Riprendiamo da LIBERO del 28/10/2024, a pag. 9, con il titolo "Cellule radicali nelle nostre città, con l'assenso dei finti pacifisti" la cronaca di Claudia Osmetti.
Claudia Osmetti
«Dal fiume al mare».
La “resistenza” palestinese. E poi quei cortei, magari anche solo ignoranti (quindi in buona fede), nel senso che ignorano la storia e anche l’attualità, che su Gaza e Gerusalemme hanno una visione distorta perché sono vittime della propaganda e non dell’informazione. Slogan, manifestazioni che qui, in Occidente, trovano spazio perché il dissenso fa parte della nostra libertà e noi non siamo disposti a rinunciarci, alla libertà, nemmeno quando sentiamo sbrodolare sciocchezze da un palco o nel rettorato di un’università occupata. Però anche il rischio, concreto, vero, reale, che ciò che una volta era indifferenza e adesso è diventato proselitismo domani possa tramutarsi in qualcosa di pure peggio. Forse esasperazione, estremizzazione. Violenza. E non altrove, cioè nel Mediorente che queste piazze, piene di giovani italiani, di antagonisti italiani, di militanti (guarda caso per lo più di una parte politica soltanto, quella sinistra) italiani, pensano sia lontano come la Cina di Marco Polo, ma nelle nostre città. Nei nostri quartieri. Dentro le nostre case.
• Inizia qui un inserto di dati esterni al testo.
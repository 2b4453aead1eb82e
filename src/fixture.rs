//! # Fixture Module
//!
//! Small hello-world functions used to check that debuggers, test runners and
//! the `patternkit hello` subcommand are wired up.

/// Greeting returned by [`greet`]
pub const GREETING: &str = "Hello, World!";

#[must_use]
pub fn greet() -> &'static str {
    GREETING
}

#[must_use]
pub fn add(a: i64, b: i64) -> i64 {
    a + b
}

/// `a * b + 10`
#[must_use]
pub fn calculate(a: i64, b: i64) -> i64 {
    a * b + 10
}

#[must_use]
pub fn is_even(n: i64) -> bool {
    n % 2 == 0
}

/// Lines printed by `patternkit hello`: the greeting, one line per extra
/// argument, and a sample sum.
#[must_use]
pub fn hello_lines(args: &[String]) -> Vec<String> {
    let mut lines = vec![greet().to_string()];
    if !args.is_empty() {
        lines.push(format!("Arguments: {}", args.len()));
        lines.extend(
            args.iter()
                .enumerate()
                .map(|(i, arg)| format!("  [{}] {}", i, arg)),
        );
    }
    lines.push(format!("5 + 3 = {}", add(5, 3)));
    lines
}

#[cfg(test)]
mod tests {
    use super::*;

    #[test]
    fn test_greet() {
        assert_eq!(greet(), "Hello, World!");
    }

    #[test]
    fn test_add() {
        let cases = [(2, 3, 5), (-1, 1, 0), (0, 0, 0), (-4, -6, -10)];
        for (a, b, want) in cases {
            assert_eq!(add(a, b), want, "add({a}, {b})");
        }
    }

    #[test]
    fn test_calculate() {
        let cases = [(5, 3, 25), (0, 7, 10), (-2, 4, 2), (10, 10, 110)];
        for (a, b, want) in cases {
            assert_eq!(calculate(a, b), want, "calculate({a}, {b})");
        }
    }

    #[test]
    fn test_is_even() {
        let cases = [(0, true), (1, false), (2, true), (-3, false), (-8, true)];
        for (n, want) in cases {
            assert_eq!(is_even(n), want, "is_even({n})");
        }
    }

    #[test]
    fn test_hello_lines_without_args() {
        assert_eq!(hello_lines(&[]), vec!["Hello, World!", "5 + 3 = 8"]);
    }

    #[test]
    fn test_hello_lines_echo_args() {
        let args = vec!["one".to_string(), "two".to_string()];
        assert_eq!(
            hello_lines(&args),
            vec![
                "Hello, World!",
                "Arguments: 2",
                "  [0] one",
                "  [1] two",
                "5 + 3 = 8",
            ]
        );
    }
}
//! # Ordered Module
//!
//! Insertion of a single value into an already-sorted sequence, keeping the
//! result sorted.
//!
//! ## Overview
//!
//! The module provides:
//! - [`insert`] - Copy-out insertion: returns a new sorted `Vec`, input untouched
//! - [`insert_in_place`] - Grow-and-shift insertion into an existing `Vec`
//! - [`insert_by`] / [`insertion_index_by`] - Variants taking an explicit comparator
//! - [`insert_checked`] - Validates the sortedness precondition first
//! - [`insertion_sort`] - Builds a sorted `Vec` by repeated ordered insertion
//!
//! ## Tie-break
//!
//! All variants place the new value immediately before the first element that is
//! not strictly less than it. Among equal elements the new value therefore lands
//! in the leftmost position:
//!
//! ```rust
//! use patternkit::ordered::{insert, insertion_index};
//!
//! let seq = [1, 3, 3, 5];
//! assert_eq!(insertion_index(&seq, &3), 1);
//! assert_eq!(insert(&seq, 3), vec![1, 3, 3, 3, 5]);
//! ```
//!
//! ## Complexity
//!
//! The scan is linear, as is the shift: O(n) time. [`insert`] allocates a new
//! buffer of `len + 1`; [`insert_in_place`] reuses the vector's amortized growth.
//!
//! ## Preconditions
//!
//! The input must be sorted non-decreasing. Unsorted input never panics, but the
//! result is then unspecified. Use [`insert_checked`] when the input comes from an
//! untrusted source.

mod core;
mod error;

pub use core::{
    insert, insert_by, insert_checked, insert_in_place, insertion_index, insertion_index_by,
    insertion_sort, is_sorted,
};
pub use error::OrderedError;
fn main() {
    if let Err(err) = patternkit::cli::run_cli() {
        eprintln!("error: {err:#}");
        std::process::exit(1);
    }
}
Ce lo ricorda (e non è la prima volta) la presidente dell’Unione delle comunità ebraiche italiane (Ucei) Noemi Di Segni. Sul bavero della giacca il nastro giallo per gli ostaggi ancora nelle mani di Hamas, è il giorno del lutto nazionale, in Israele, per quella carneficina del 7 ottobre 2023 che ha cambiato ogni cosa.
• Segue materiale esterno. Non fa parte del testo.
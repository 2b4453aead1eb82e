use std::sync::atomic::{AtomicU64, AtomicUsize, Ordering};
use std::time::Duration;

use super::Middleware;
use crate::dispatcher::{HandlerRequest, HandlerResponse};

/// Request counters kept with relaxed atomics
///
/// Observes only; never short-circuits a request.
#[derive(Debug, Default)]
pub struct MetricsMiddleware {
    request_count: AtomicUsize,
    total_latency_ns: AtomicU64,
    success_count: AtomicUsize,
    client_error_count: AtomicUsize,
    server_error_count: AtomicUsize,
}

impl MetricsMiddleware {
    #[must_use]
    pub fn new() -> Self {
        Self::default()
    }

    /// Total number of requests seen
    #[must_use]
    pub fn request_count(&self) -> usize {
        self.request_count.load(Ordering::Relaxed)
    }

    /// Mean handler latency; zero before the first request
    #[must_use]
    pub fn average_latency(&self) -> Duration {
        let count = self.request_count.load(Ordering::Relaxed) as u64;
        if count == 0 {
            Duration::ZERO
        } else {
            Duration::from_nanos(self.total_latency_ns.load(Ordering::Relaxed) / count)
        }
    }

    /// `(2xx/3xx, 4xx, 5xx)` response counts
    #[must_use]
    pub fn status_counts(&self) -> (usize, usize, usize) {
        (
            self.success_count.load(Ordering::Relaxed),
            self.client_error_count.load(Ordering::Relaxed),
            self.server_error_count.load(Ordering::Relaxed),
        )
    }

    /// Prometheus text exposition of the counters
    #[must_use]
    pub fn render_prometheus(&self) -> String {
        let (ok, client, server) = self.status_counts();
        format!(
            "# HELP patternkit_requests_total Total number of handled requests\n\
             # TYPE patternkit_requests_total counter\n\
             patternkit_requests_total {}\n\
             # HELP patternkit_responses_total Responses by status class\n\
             # TYPE patternkit_responses_total counter\n\
             patternkit_responses_total{{class=\"ok\"}} {}\n\
             patternkit_responses_total{{class=\"client_error\"}} {}\n\
             patternkit_responses_total{{class=\"server_error\"}} {}\n\
             # HELP patternkit_request_latency_seconds Average request latency in seconds\n\
             # TYPE patternkit_request_latency_seconds gauge\n\
             patternkit_request_latency_seconds {}\n",
            self.request_count(),
            ok,
            client,
            server,
            self.average_latency().as_secs_f64()
        )
    }
}

impl Middleware for MetricsMiddleware {
    fn before(&self, _req: &HandlerRequest) -> Option<HandlerResponse> {
        self.request_count.fetch_add(1, Ordering::Relaxed);
        None
    }

    fn after(&self, _req: &HandlerRequest, res: &mut HandlerResponse, latency: Duration) {
        self.total_latency_ns
            .fetch_add(latency.as_nanos() as u64, Ordering::Relaxed);
        let counter = match res.status {
            500.. => &self.server_error_count,
            400..=499 => &self.client_error_count,
            _ => &self.success_count,
        };
        counter.fetch_add(1, Ordering::Relaxed);
    }
}

#[cfg(test)]
mod tests {
    use super::*;
    use http::Method;

    fn request() -> HandlerRequest {
        let mut router = crate::router::Router::new();
        router.add_route(Method::GET, "/", "home").unwrap();
        match router.route(&Method::GET, "/") {
            crate::router::RouteOutcome::Matched(m) => {
                HandlerRequest::from_match(Method::GET, "/", m)
            }
            other => panic!("unexpected {other:?}"),
        }
    }

    #[test]
    fn test_counts_and_prometheus_text() {
        let metrics = MetricsMiddleware::new();
        assert_eq!(metrics.average_latency(), Duration::ZERO);

        let req = request();
        for status in [200, 404, 500] {
            assert!(metrics.before(&req).is_none());
            let mut res = HandlerResponse::text(status, "");
            metrics.after(&req, &mut res, Duration::from_millis(2));
        }

        assert_eq!(metrics.request_count(), 3);
        assert_eq!(metrics.status_counts(), (1, 1, 1));
        assert_eq!(metrics.average_latency(), Duration::from_millis(2));

        let text = metrics.render_prometheus();
        assert!(text.contains("patternkit_requests_total 3\n"));
        assert!(text.contains("patternkit_responses_total{class=\"server_error\"} 1\n"));
        assert!(text.contains("patternkit_request_latency_seconds 0.002\n"));
    }
}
«Ancora una volta ci appelliamo alla consapevolezza collettiva che la guerra di Israele al terrorismo su otto fronti, adiacenti e lontani, riguarda anche la reale minaccia, qui nelle nostre città europee, di cellule di radicalizzazione», dice Di Segni.
Cellule che potrebbero essere «favorite dal placet di alcune forze politiche», dalla «distorsione mediatica quotidiana e dei falsi pacifisti, con l’illusoria adesione a slogan di annientamento e rimozione dell’orrore, prima della Shoah e in questo lungo anno delle torture subite» in quel pogrom da kristallnacht a Be’eri e Ofakim e Urim e nel Negev.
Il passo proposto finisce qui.